Le Centre d’exposition de Rouyn-Noranda (CERN) organise dans ses locaux, les 19 et 20 septembre prochain, un colloque autour du thème Parole des premiers peuples : création orale et littérature. Cette manifestation s’inscrit dans la même veine que Dialogue II, la dernière exposition réalisée par le CERN au printemps dernier, dans le but de jeter des ponts entre les Autochtones et les non-Autochtones. On remarquera d’emblée la parenté sémantique entre les deux titres. Dialogue II annonçait une relation dialectique, il invitait à un échange dynamique entre Autochtones et non-Autochtones. Parole des premiers peuples incite, quant à lui, à écouter le bruissement des mots à l’ombre tutélaire de ceux qui ont été les premiers à prendre racine sur ce coin de terre. Cependant, il ne faut pas comprendre que le colloque ne se situe pas dans une perspective d’échange. Loin de là. Car la littérature possède cette vertu paradoxale qui permet de parler à la fois tout seul et avec les autres. C’est que c’est une parole double, une parole ubiquitaire. D’abord, il y a la parole de l’écrivain qui dit le monde. Ensuite, il y a la réappropriation de cette même parole individuelle par le lecteur qui échange, indirectement, avec l’écrivain, pour lui donner une nouvelle perspective et la compléter. Par ailleurs, le thème de ce colloque actualise le lien indubitable entre oralité et littérature.

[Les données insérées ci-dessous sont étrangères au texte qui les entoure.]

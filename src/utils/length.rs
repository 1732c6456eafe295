use std::fmt;

use thiserror::Error;

/// A CSS length in absolute pixels or root-relative rems.
#[derive(Debug, Clone, Copy, PartialEq)]
pub enum Length {
    Px(f32),
    Rems(f32),
}

/// Failure to parse a CSS length string.
#[derive(Debug, Error, PartialEq, Eq)]
#[error("expected a number or a number ending with 'rem' or 'px', got \"{0}\"")]
pub struct ParseLengthError(pub String);

impl std::str::FromStr for Length {
    type Err = ParseLengthError;

    fn from_str(value: &str) -> Result<Self, Self::Err> {
        let value = value.trim();

        if let Some(rems) = value.strip_suffix("rem")
            && let Ok(rems) = rems.trim_end().parse::<f32>()
        {
            return Ok(Length::Rems(rems));
        }

        if let Some(pixels) = value.strip_suffix("px")
            && let Ok(pixels) = pixels.trim_end().parse::<f32>()
        {
            return Ok(Length::Px(pixels));
        }

        // A bare number reads as pixels.
        if let Ok(pixels) = value.parse::<f32>() {
            return Ok(Length::Px(pixels));
        }

        Err(ParseLengthError(value.to_owned()))
    }
}

impl fmt::Display for Length {
    fn fmt(&self, f: &mut fmt::Formatter<'_>) -> fmt::Result {
        match self {
            Length::Px(pixels) => write!(f, "{pixels}px"),
            Length::Rems(rems) => write!(f, "{rems}rem"),
        }
    }
}
use std::{collections::HashSet, fmt};

use tracing::warn;

use super::schema::StyleConfig;
use crate::utils::{Length, Rgba};

/// A non-fatal defect found in a configuration.
///
/// The record itself carries these values untouched; rejecting them is the
/// consuming build tool's job. Lint surfaces them before the build does.
#[derive(Debug, Clone, PartialEq, Eq)]
pub enum LintIssue {
    UnparsableColor { token: String, value: String },
    UnparsableRadius { token: String, value: String },
    DuplicateVariantName { name: String },
    RepeatedPlugin { plugin: String },
}

impl fmt::Display for LintIssue {
    fn fmt(&self, f: &mut fmt::Formatter<'_>) -> fmt::Result {
        match self {
            LintIssue::UnparsableColor { token, value } => {
                write!(f, "color token \"{token}\" has unparsable value \"{value}\"")
            }
            LintIssue::UnparsableRadius { token, value } => {
                write!(f, "radius token \"{token}\" has unparsable value \"{value}\"")
            }
            LintIssue::DuplicateVariantName { name } => {
                write!(f, "variant \"{name}\" is declared more than once")
            }
            LintIssue::RepeatedPlugin { plugin } => {
                write!(f, "plugin \"{plugin}\" is referenced more than once")
            }
        }
    }
}

impl StyleConfig {
    /// Checks the record for values the build tool will choke on. Returns
    /// every issue found; never fails the load.
    pub fn lint(&self) -> Vec<LintIssue> {
        let mut issues = Vec::new();

        // Only hex forms are checked; functional notations like rgba(...)
        // stay opaque to this crate.
        for (token, value) in &self.tokens.colors {
            if value.starts_with('#') && Rgba::parse(value).is_err() {
                issues.push(LintIssue::UnparsableColor {
                    token: token.clone(),
                    value: value.clone(),
                });
            }
        }

        for variant in self.variants.iter() {
            for (role, value) in &variant.colors {
                if value.starts_with('#') && Rgba::parse(value).is_err() {
                    issues.push(LintIssue::UnparsableColor {
                        token: format!("{}.{role}", variant.name),
                        value: value.clone(),
                    });
                }
            }
        }

        for (token, value) in &self.tokens.radii {
            if value.parse::<Length>().is_err() {
                issues.push(LintIssue::UnparsableRadius {
                    token: token.clone(),
                    value: value.clone(),
                });
            }
        }

        let mut seen = HashSet::new();
        for variant in self.variants.iter() {
            if !seen.insert(variant.name.as_str()) {
                issues.push(LintIssue::DuplicateVariantName {
                    name: variant.name.clone(),
                });
            }
        }

        let mut seen = HashSet::new();
        for plugin in &self.plugins {
            if !seen.insert(plugin.as_str()) {
                issues.push(LintIssue::RepeatedPlugin {
                    plugin: plugin.as_str().to_owned(),
                });
            }
        }

        for issue in &issues {
            warn!(%issue, "configuration lint");
        }

        issues
    }
}
use std::fmt;

use indexmap::IndexMap;
use serde::{
    Deserialize, Deserializer,
    de::{Error, MapAccess, Visitor},
};
use smallvec::{SmallVec, smallvec};

use super::schema::{ThemeVariant, TokenMap};

pub fn de_string_or_non_empty_list<'de, D>(
    deserializer: D,
) -> Result<SmallVec<[String; 2]>, D::Error>
where
    D: Deserializer<'de>,
{
    #[derive(Deserialize)]
    #[serde(untagged)]
    enum StringOrVec {
        One(String),
        Many(SmallVec<[String; 2]>),
    }

    let value = StringOrVec::deserialize(deserializer)?;

    match value {
        StringOrVec::One(string) => Ok(smallvec![string]),
        StringOrVec::Many(vec) => {
            if vec.is_empty() {
                return Err(D::Error::custom("list can't be empty."));
            }

            Ok(vec)
        }
    }
}

pub fn de_variants<'de, D>(deserializer: D) -> Result<SmallVec<[ThemeVariant; 2]>, D::Error>
where
    D: Deserializer<'de>,
{
    let value = SmallVec::deserialize(deserializer)?;

    if value.is_empty() {
        return Err(D::Error::custom(
            "at least one theme variant needs to be provided.",
        ));
    }

    Ok(value)
}

/// A token value is either a plain string or a nested group whose members
/// flatten into `parent-member` names, with `DEFAULT` collapsing to the
/// parent name itself.
#[derive(Deserialize)]
#[serde(untagged)]
enum TokenValue {
    Leaf(String),
    Group(TokenMap),
}

impl<'de> Deserialize<'de> for TokenMap {
    fn deserialize<D>(deserializer: D) -> Result<Self, D::Error>
    where
        D: Deserializer<'de>,
    {
        struct TokenMapVisitor;

        impl<'de> Visitor<'de> for TokenMapVisitor {
            type Value = TokenMap;

            fn expecting(&self, formatter: &mut fmt::Formatter) -> fmt::Result {
                formatter.write_str("a map of token names to values or nested groups")
            }

            fn visit_map<A>(self, mut access: A) -> Result<TokenMap, A::Error>
            where
                A: MapAccess<'de>,
            {
                let mut tokens = IndexMap::with_capacity(access.size_hint().unwrap_or(0));

                while let Some((name, value)) = access.next_entry::<String, TokenValue>()? {
                    match value {
                        TokenValue::Leaf(value) => {
                            insert_unique(&mut tokens, name, value).map_err(A::Error::custom)?;
                        }
                        TokenValue::Group(group) => {
                            for (member, value) in group {
                                let flattened = if member == "DEFAULT" {
                                    name.clone()
                                } else {
                                    format!("{name}-{member}")
                                };
                                insert_unique(&mut tokens, flattened, value)
                                    .map_err(A::Error::custom)?;
                            }
                        }
                    }
                }

                Ok(TokenMap::from_index_map(tokens))
            }
        }

        deserializer.deserialize_map(TokenMapVisitor)
    }
}

fn insert_unique(
    tokens: &mut IndexMap<String, String>,
    name: String,
    value: String,
) -> Result<(), String> {
    match tokens.entry(name) {
        indexmap::map::Entry::Occupied(entry) => {
            Err(format!("duplicate token name \"{}\"", entry.key()))
        }
        indexmap::map::Entry::Vacant(entry) => {
            entry.insert(value);
            Ok(())
        }
    }
}

impl<'de> Deserialize<'de> for ThemeVariant {
    fn deserialize<D>(deserializer: D) -> Result<Self, D::Error>
    where
        D: Deserializer<'de>,
    {
        #[derive(Deserialize)]
        #[serde(untagged)]
        enum VariantForm {
            Full {
                name: String,
                #[serde(default)]
                base: Option<String>,
                #[serde(default)]
                colors: TokenMap,
            },
            // The shorthand form binds the palette name as the only key:
            // `{ "light": { "primary": "#6366f1" } }`.
            Shorthand(IndexMap<String, TokenMap>),
        }

        match VariantForm::deserialize(deserializer)? {
            VariantForm::Full { name, base, colors } => Ok(ThemeVariant { name, base, colors }),
            VariantForm::Shorthand(entries) => {
                let mut entries = entries.into_iter();
                let Some((name, colors)) = entries.next() else {
                    return Err(D::Error::custom(
                        "variant shorthand needs exactly one named palette.",
                    ));
                };
                if entries.next().is_some() {
                    return Err(D::Error::custom(
                        "variant shorthand needs exactly one named palette.",
                    ));
                }

                Ok(ThemeVariant {
                    name,
                    base: None,
                    colors,
                })
            }
        }
    }
}
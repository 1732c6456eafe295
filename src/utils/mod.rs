mod colors;
pub use colors::*;

mod length;
pub use length::*;
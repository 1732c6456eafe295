use std::borrow::Cow;

use anyhow::{Result, anyhow};
use smallvec::SmallVec;

/// An ordered chain of palette sources; the first source that can serve a
/// path wins.
pub struct PaletteSources<const N: usize>
where
    [Box<dyn PaletteSource>; N]: smallvec::Array<Item = Box<dyn PaletteSource>>,
{
    providers: SmallVec<[Box<dyn PaletteSource>; N]>,
}

impl<const N: usize> PaletteSources<N>
where
    [Box<dyn PaletteSource>; N]: smallvec::Array<Item = Box<dyn PaletteSource>>,
{
    pub fn new(providers: [Box<dyn PaletteSource>; N]) -> PaletteSources<N> {
        Self {
            providers: SmallVec::from(providers),
        }
    }

    pub fn load(&self, path: &str) -> Result<Option<Cow<'static, [u8]>>> {
        if path.is_empty() {
            return Ok(None);
        }

        for provider in &self.providers {
            let palette = provider.get(path);

            if palette.is_some() {
                return Ok(palette);
            }
        }

        Err(anyhow!("could not find palette asset at path \"{path}\""))
    }

    pub fn list(&self, prefix: &str) -> Vec<String> {
        self.providers
            .iter()
            .flat_map(|provider| provider.list(prefix))
            .collect()
    }
}

#[macro_export]
macro_rules! palette_sources {
    ( $( $item:expr ),* $(,)? ) => {
        $crate::PaletteSources::new([
            $( Box::new($item) ),*
        ])
    };
}

pub trait PaletteSource: Send + Sync {
    fn get(&self, path: &str) -> Option<Cow<'static, [u8]>>;
    fn list(&self, prefix: &str) -> Vec<String>;
}

#[cfg(test)]
mod tests {
    use super::*;

    struct Fixed(&'static str, &'static [u8]);

    impl PaletteSource for Fixed {
        fn get(&self, path: &str) -> Option<Cow<'static, [u8]>> {
            (path == self.0).then(|| Cow::Borrowed(self.1))
        }

        fn list(&self, prefix: &str) -> Vec<String> {
            self.0
                .starts_with(prefix)
                .then(|| self.0.to_owned())
                .into_iter()
                .collect()
        }
    }

    #[test]
    fn test_earlier_sources_win() {
        let sources = palette_sources![
            Fixed("base/light.json", b"{\"primary\": \"#111111\"}"),
            Fixed("base/light.json", b"{\"primary\": \"#222222\"}"),
        ];

        let bytes = sources.load("base/light.json").unwrap().unwrap();
        assert_eq!(&*bytes, b"{\"primary\": \"#111111\"}");
    }

    #[test]
    fn test_miss_across_all_sources_is_an_error() {
        let sources = palette_sources![Fixed("base/light.json", b"{}")];
        assert!(sources.load("base/sepia.json").is_err());
    }

    #[test]
    fn test_empty_path_is_not_an_error() {
        let sources = palette_sources![Fixed("base/light.json", b"{}")];
        assert!(sources.load("").unwrap().is_none());
    }

    #[test]
    fn test_list_concatenates_providers() {
        let sources = palette_sources![
            Fixed("base/light.json", b"{}"),
            Fixed("base/dark.json", b"{}"),
        ];

        let listed = sources.list("base/");
        assert_eq!(listed, ["base/light.json", "base/dark.json"]);
    }
}
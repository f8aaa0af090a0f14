use chrono::{Datelike, Duration, NaiveDate};
use serde::{Deserialize, Serialize};
use std::{convert::TryFrom, fmt, str::FromStr};
use thiserror::Error;

/// A calendar month, the unit every budget limit is expressed in
#[derive(Clone, Copy, Debug, PartialEq, Eq, PartialOrd, Ord, Hash, Serialize, Deserialize)]
#[serde(try_from = "String", into = "String")]
pub struct Month {
    first: NaiveDate,
}

#[derive(Error, Debug, PartialEq)]
pub enum MonthParseError {
    #[error("expected a month formatted as YYYY-MM, got '{0}'")]
    Format(String),
    #[error("month {0} is outside the range 1 - 12")]
    OutOfRange(u32),
}

impl Month {
    /// Returns `None` if `month` is not between 1 and 12
    pub fn new(year: i32, month: u32) -> Option<Self> {
        NaiveDate::from_ymd_opt(year, month, 1).map(|first| Month { first })
    }

    /// The month a given day falls in
    pub fn of(date: NaiveDate) -> Self {
        Month {
            first: date - Duration::days(date.day0() as i64),
        }
    }

    pub fn year(&self) -> i32 {
        self.first.year()
    }

    /// January = 1, December = 12
    pub fn month(&self) -> u32 {
        self.first.month()
    }

    pub fn first_day(&self) -> NaiveDate {
        self.first
    }

    pub fn last_day(&self) -> NaiveDate {
        self.next().first - Duration::days(1)
    }

    pub fn contains(&self, date: NaiveDate) -> bool {
        Month::of(date) == *self
    }

    pub fn next(&self) -> Self {
        // No month is longer than 31 days
        Month::of(self.first + Duration::days(31))
    }

    pub fn prev(&self) -> Self {
        Month::of(self.first - Duration::days(1))
    }

    /// Whole-month difference between `earlier` and this month.
    ///
    /// Days are ignored entirely: 31 January to 1 February is one month. The result is
    /// negative when `earlier` is actually later than `self`.
    pub fn months_since(&self, earlier: Month) -> i32 {
        (self.year() - earlier.year()) * 12 + (self.month() as i32 - earlier.month() as i32)
    }
}

impl From<NaiveDate> for Month {
    fn from(date: NaiveDate) -> Self {
        Month::of(date)
    }
}

impl TryFrom<String> for Month {
    type Error = MonthParseError;

    fn try_from(value: String) -> Result<Self, Self::Error> {
        value.parse()
    }
}

impl From<Month> for String {
    fn from(month: Month) -> String {
        month.to_string()
    }
}

impl fmt::Display for Month {
    fn fmt(&self, f: &mut fmt::Formatter<'_>) -> fmt::Result {
        write!(f, "{:04}-{:02}", self.year(), self.month())
    }
}

impl FromStr for Month {
    type Err = MonthParseError;

    fn from_str(s: &str) -> Result<Self, Self::Err> {
        let format_err = || MonthParseError::Format(s.to_owned());

        let (year, month) = s.trim().split_once('-').ok_or_else(format_err)?;
        let year: i32 = year.parse().map_err(|_| format_err())?;
        let month: u32 = month.parse().map_err(|_| format_err())?;

        Month::new(year, month).ok_or(MonthParseError::OutOfRange(month))
    }
}
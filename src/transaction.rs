use crate::month::Month;
use chrono::NaiveDate;
use rust_decimal::Decimal;
use serde::{Deserialize, Serialize};
use std::convert::TryFrom;
use thiserror::Error;

/// Which way money moved
#[derive(Clone, Copy, Debug, PartialEq, Eq, Hash, Serialize, Deserialize)]
#[serde(rename_all = "lowercase")]
pub enum TransactionKind {
    Income,
    Expense,
}

/// A single recorded movement of money.
///
/// `Transaction`s are immutable once created. The only thing that can happen to one
/// afterwards is removal from the `Ledger` that holds it.
#[derive(Clone, Debug, PartialEq, Serialize, Deserialize)]
#[serde(try_from = "TransactionRecord")]
pub struct Transaction {
    id: String,
    date: NaiveDate,
    amount: Decimal,
    kind: TransactionKind,
    category: String,
    note: String,
}

#[derive(Error, Debug, PartialEq)]
pub enum TransactionError {
    #[error("transaction amounts must be greater than zero, got {0}")]
    NonPositiveAmount(Decimal),
}

// Unvalidated shape of a stored transaction. Deserialisation goes through this so that
// a bad record can never become a `Transaction`.
#[derive(Deserialize)]
struct TransactionRecord {
    id: String,
    date: NaiveDate,
    amount: Decimal,
    kind: TransactionKind,
    #[serde(default)]
    category: String,
    #[serde(default)]
    note: String,
}

impl Transaction {
    pub fn new<I, C, N>(
        id: I,
        date: NaiveDate,
        amount: Decimal,
        kind: TransactionKind,
        category: C,
        note: N,
    ) -> Result<Self, TransactionError>
    where
        I: Into<String>,
        C: Into<String>,
        N: Into<String>,
    {
        if amount <= Decimal::ZERO {
            return Err(TransactionError::NonPositiveAmount(amount));
        }

        Ok(Transaction {
            id: id.into(),
            date,
            amount,
            kind,
            category: category.into(),
            note: note.into(),
        })
    }

    pub fn id(&self) -> &str {
        &self.id
    }

    pub fn date(&self) -> NaiveDate {
        self.date
    }

    pub fn amount(&self) -> Decimal {
        self.amount
    }

    pub fn kind(&self) -> TransactionKind {
        self.kind
    }

    /// The free-text category label as the user typed it
    pub fn category(&self) -> &str {
        &self.category
    }

    pub fn note(&self) -> &str {
        &self.note
    }

    pub fn is_expense(&self) -> bool {
        self.kind == TransactionKind::Expense
    }

    pub fn is_income(&self) -> bool {
        self.kind == TransactionKind::Income
    }

    pub fn month(&self) -> Month {
        Month::of(self.date)
    }
}

impl TryFrom<TransactionRecord> for Transaction {
    type Error = TransactionError;

    fn try_from(r: TransactionRecord) -> Result<Self, Self::Error> {
        Transaction::new(r.id, r.date, r.amount, r.kind, r.category, r.note)
    }
}
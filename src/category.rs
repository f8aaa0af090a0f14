use crate::{transaction::Transaction, TransactionMatcher};
use rust_decimal::Decimal;
use serde::{Deserialize, Serialize};
use std::convert::TryFrom;
use thiserror::Error;

/// What a budget is tracking. Expense budgets are ceilings, investment budgets are
/// targets that the user is trying to reach each month.
#[derive(Clone, Copy, Debug, PartialEq, Eq, Hash, Serialize, Deserialize)]
#[serde(rename_all = "lowercase")]
pub enum BudgetKind {
    Expense,
    Investment,
}

impl Default for BudgetKind {
    fn default() -> Self {
        BudgetKind::Expense
    }
}

/// A named monthly allowance that expense transactions are matched against by label
#[derive(Clone, Debug, PartialEq, Serialize, Deserialize)]
#[serde(try_from = "CategoryRecord")]
pub struct BudgetCategory {
    id: String,
    name: String,
    #[serde(rename = "limit")]
    monthly_limit: Decimal,
    kind: BudgetKind,
}

#[derive(Error, Debug, PartialEq)]
pub enum CategoryError {
    #[error("monthly limits cannot be negative, got {0}")]
    NegativeLimit(Decimal),
}

#[derive(Deserialize)]
struct CategoryRecord {
    id: String,
    name: String,
    #[serde(alias = "monthly_limit")]
    limit: Decimal,
    #[serde(default)]
    kind: BudgetKind,
}

impl BudgetCategory {
    pub fn new<I, N>(
        id: I,
        name: N,
        monthly_limit: Decimal,
        kind: BudgetKind,
    ) -> Result<Self, CategoryError>
    where
        I: Into<String>,
        N: Into<String>,
    {
        if monthly_limit < Decimal::ZERO {
            return Err(CategoryError::NegativeLimit(monthly_limit));
        }

        Ok(BudgetCategory {
            id: id.into(),
            name: name.into(),
            monthly_limit,
            kind,
        })
    }

    pub fn id(&self) -> &str {
        &self.id
    }

    pub fn name(&self) -> &str {
        &self.name
    }

    pub fn monthly_limit(&self) -> Decimal {
        self.monthly_limit
    }

    pub fn kind(&self) -> BudgetKind {
        self.kind
    }

    /// The matcher for transactions that count against this budget. Only expenses are
    /// ever counted, whatever the budget kind.
    pub fn matcher(&self) -> TransactionMatcher {
        let mut matcher = TransactionMatcher::default();
        matcher.with_category(self.name.as_str()).expenses_only();
        matcher
    }

    pub fn matches(&self, transaction: &Transaction) -> bool {
        self.matcher().matches(transaction)
    }
}

impl TryFrom<CategoryRecord> for BudgetCategory {
    type Error = CategoryError;

    fn try_from(r: CategoryRecord) -> Result<Self, Self::Error> {
        BudgetCategory::new(r.id, r.name, r.limit, r.kind)
    }
}
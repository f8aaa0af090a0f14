mod category;
mod ledger;
mod month;
mod report;
mod rollover;
mod transaction;

pub use category::{BudgetCategory, BudgetKind, CategoryError};
pub use ledger::{Ledger, LedgerError};
pub use month::{Month, MonthParseError};
pub use report::{
    budget_report, monthly_summary, unbudgeted_spending, BudgetReport, CategoryTotal,
    MonthlySummary, ReportOptions,
};
pub use rollover::{calculate_rollover, category_status, spent_in_month, CategoryStatus};
pub use transaction::{Transaction, TransactionError, TransactionKind};

use chrono::{NaiveDate, Utc};
use rust_decimal::Decimal;
use rust_decimal_macros::dec;

// This represents the number of decimal places that percentages and ratios are rounded
// to before they are handed back to callers.
const CURRENCY_PRECISION: u32 = 2;

/// Matches one or more transactions
#[derive(Clone, Debug, Default, PartialEq)]
pub struct TransactionMatcher {
    category: Option<String>,
    kind: Option<TransactionKind>,
}

impl TransactionMatcher {
    pub fn with_category<S: AsRef<str>>(&mut self, category: S) -> &mut Self {
        self.category = Some(normalise_label(category.as_ref()));
        self
    }

    pub fn with_kind(&mut self, kind: TransactionKind) -> &mut Self {
        self.kind = Some(kind);
        self
    }

    pub fn expenses_only(&mut self) -> &mut Self {
        self.with_kind(TransactionKind::Expense)
    }

    /// Test whether a transaction satisfies every criterion set on this matcher. An
    /// empty matcher matches everything.
    pub fn matches(&self, transaction: &Transaction) -> bool {
        if let Some(kind) = self.kind {
            if transaction.kind() != kind {
                return false;
            }
        }

        match self.category {
            Some(ref category) => *category == normalise_label(transaction.category()),
            None => true,
        }
    }
}

/// Canonical form of a free-text category label: trimmed, then lower-cased.
pub fn normalise_label(label: &str) -> String {
    label.trim().to_lowercase()
}

/// `part / whole` as a percentage, rounded to `CURRENCY_PRECISION` places.
///
/// Amounts are unbounded user input, so the ratio can exceed what a `Decimal` holds.
/// Such results saturate to `Decimal::MAX` (or `Decimal::MIN` when the signs differ)
/// instead of panicking. Callers guard against a zero `whole`.
pub(crate) fn percentage(part: Decimal, whole: Decimal) -> Decimal {
    match part
        .checked_div(whole)
        .and_then(|ratio| ratio.checked_mul(dec!(100)))
    {
        Some(p) => p.round_dp(CURRENCY_PRECISION),
        None if part.is_sign_negative() != whole.is_sign_negative() => Decimal::MIN,
        None => Decimal::MAX,
    }
}

// Sum amounts, saturating at the bounds of `Decimal`
pub(crate) fn saturating_sum<I: Iterator<Item = Decimal>>(amounts: I) -> Decimal {
    amounts.fold(Decimal::ZERO, Decimal::saturating_add)
}

/// Today's date in UTC, for callers that don't carry their own reference date
pub fn today() -> NaiveDate {
    Utc::now().date_naive()
}
//! Tracing initialisation for binaries built on this crate.
//!
//! Call [`init_tracing`] once at program start. Later calls are ignored
//! (the global subscriber can only be set once per process).

use tracing::Level;
use tracing_subscriber::layer::SubscriberExt;
use tracing_subscriber::util::SubscriberInitExt;
use tracing_subscriber::{fmt, EnvFilter};

/// Targets that log at the requested level; everything else stays at `warn`.
pub const LOG_TARGETS: &[&str] = &["cb_cont_label", "cbcont"];

/// Filter directives used when `RUST_LOG` is not set, e.g.
/// `warn,cb_cont_label=debug,cbcont=debug`.
pub fn default_directives(level: Level) -> String {
    let mut directives = String::from("warn");
    for target in LOG_TARGETS {
        directives.push(',');
        directives.push_str(target);
        directives.push('=');
        directives.push_str(level.as_str());
    }
    directives
}

/// Initialise the global tracing subscriber.
///
/// * `json`: emit newline-delimited JSON log lines.
/// * `level`: verbosity for this crate and the `cbcont` binary when
///   `RUST_LOG` is not set.
///
/// Logs are written to stderr.
pub fn init_tracing(json: bool, level: Level) {
    let env_filter = EnvFilter::try_from_default_env()
        .unwrap_or_else(|_| EnvFilter::new(default_directives(level)));

    let layer = fmt::layer().with_writer(std::io::stderr);
    if json {
        tracing_subscriber::registry()
            .with(env_filter)
            .with(layer.json())
            .try_init()
            .ok();
    } else {
        tracing_subscriber::registry()
            .with(env_filter)
            .with(layer)
            .try_init()
            .ok();
    }
}
//! Evaluation label: a declared action wrapped around an event [`Label`].
//!
//! Text form is `action token...`; the cache record is the declared action as
//! a `u32` followed by the event's label record.

use std::io::{Read, Write};

use serde::{Deserialize, Serialize};

use crate::cache::{self, Cursor, ACTION_LEN};
use crate::config::CodecConfig;
use crate::error::{LabelError, Result};
use crate::hash::hash_action;
use crate::label::Label;

/// Minimum number of tokens on an evaluation line: the action plus one event token.
pub const MIN_EVAL_TOKENS: usize = 2;

#[derive(Debug, Clone, Default, PartialEq, Serialize, Deserialize)]
pub struct EvalLabel {
    /// Hashed identifier of the evaluated action.
    pub action: u32,
    pub event: Label,
}

impl EvalLabel {
    pub fn new() -> Self {
        Self::default()
    }

    pub fn parse<S: AsRef<str>>(tokens: &[S]) -> Result<Self> {
        Self::parse_with(tokens, &CodecConfig::default())
    }

    pub fn parse_with<S: AsRef<str>>(tokens: &[S], config: &CodecConfig) -> Result<Self> {
        let mut label = EvalLabel::new();
        label.parse_tokens_with(tokens, config)?;
        Ok(label)
    }

    /// Hash the first token into `action` and parse the rest into `event`.
    pub fn parse_tokens_with<S: AsRef<str>>(
        &mut self,
        tokens: &[S],
        config: &CodecConfig,
    ) -> Result<()> {
        let (first, rest) = match tokens {
            [first, rest @ ..] if tokens.len() >= MIN_EVAL_TOKENS => (first, rest),
            _ => {
                self.reset();
                return Err(LabelError::MissingEvalAction {
                    tokens: tokens.len(),
                });
            }
        };
        self.action = hash_action(first.as_ref(), config.hash_seed);
        if let Err(e) = self.event.parse_tokens_with(rest, config) {
            self.action = 0;
            return Err(e);
        }
        Ok(())
    }

    pub fn reset(&mut self) {
        self.action = 0;
        self.event.reset();
    }

    pub fn is_test(&self) -> bool {
        self.event.is_test()
    }

    pub fn weight(&self) -> f32 {
        self.event.weight()
    }

    pub fn copy_from(&mut self, src: &EvalLabel) {
        self.event.copy_from(&src.event);
        self.action = src.action;
    }

    pub fn encoded_len(&self) -> usize {
        ACTION_LEN + cache::encoded_len(&self.event)
    }

    /// Append the cache record to `out`.
    pub fn encode_into(&self, out: &mut Vec<u8>) {
        out.extend_from_slice(&self.action.to_le_bytes());
        cache::encode_label_into(out, &self.event);
    }

    pub fn write_cache<W: Write>(&self, w: &mut W) -> Result<usize> {
        let head = cache::write_action(w, self.action)?;
        Ok(head + cache::write_label(w, &self.event)?)
    }

    /// Read one record into `self`, returning the bytes consumed.
    ///
    /// A short record leaves the label reset.
    pub fn read_cache<R: Read>(&mut self, r: &mut R) -> Result<usize> {
        self.reset();
        let action = cache::read_action(r)?;
        match cache::read_label(r, &mut self.event) {
            Ok(n) => {
                self.action = action;
                Ok(ACTION_LEN + n)
            }
            Err(LabelError::TruncatedCache { needed, got }) => Err(LabelError::TruncatedCache {
                needed: needed.saturating_add(ACTION_LEN),
                got: got + ACTION_LEN,
            }),
            Err(e) => Err(e),
        }
    }

    /// Decode one record from the front of `bytes`.
    pub fn decode(bytes: &[u8]) -> Result<(Self, usize)> {
        let mut c = Cursor::new(bytes);
        let action = c.read_u32()?;
        let event = c.read_label()?;
        Ok((EvalLabel { action, event }, c.off))
    }

    /// Render back into the text grammar: `action event...`.
    ///
    /// An empty event renders as the bare action, which [`EvalLabel::parse`]
    /// rejects with [`LabelError::MissingEvalAction`]. The action is written
    /// as its hash, so it round-trips under seed 0 only when it came from a
    /// numeric name.
    pub fn to_text(&self) -> String {
        if self.event.is_empty() {
            self.action.to_string()
        } else {
            format!("{} {}", self.action, self.event)
        }
    }
}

Ce rappel est d’autant plus important quand on sait que la littérature des premiers peuples n’a pas toujours eu la voix au chapitre. Bien qu’ils aient découvert l’écriture dès l’arrivée des Européens, il leur aura fallu attendre la deuxième moitié du 20e siècle pour réussir à lever leur voix dans le concert du monde. À se frayer une place dans la littérature. Bien entendu, je ne parle pas ici de cette littérature dans laquelle l’Amérindien fait figure de thème. D’objet. De poncif. Cette littérature dans laquelle il est vu, regardé, épié, pour finir par incarner le mythe du « bon sauvage ». Cette littérature à la James F. Cooper où pullulent de nobles Peaux-Rouges. Non, je pense plutôt à un corpus littéraire dont il est le concepteur, le créateur, l’acteur principal. Le patrimoine oral représente un terreau fertile pour la production de ce corpus littéraire. Et les auteurs de celui-ci se sont approprié l’écriture non sans un rapport particulier avec la langue. Car cette langue qui leur permet de se dire et d’assurer le rayonnement de leur littérature est héritière du rapport colonialiste instauré entre les premiers peuples et les Européens. Une langue, n’est-ce pas avant tout l’expression des rapports d’un peuple, d’un groupe, d’un individu au monde? Pour ces écrivains-là, il s’agit de dire le monde avec une langue (anglais, français) qui ne traduit pas nécessairement leur vision du monde. Cela explique sans doute ce lien implacable entre l’oral et l’écrit dans la littérature des Premiers Peuples.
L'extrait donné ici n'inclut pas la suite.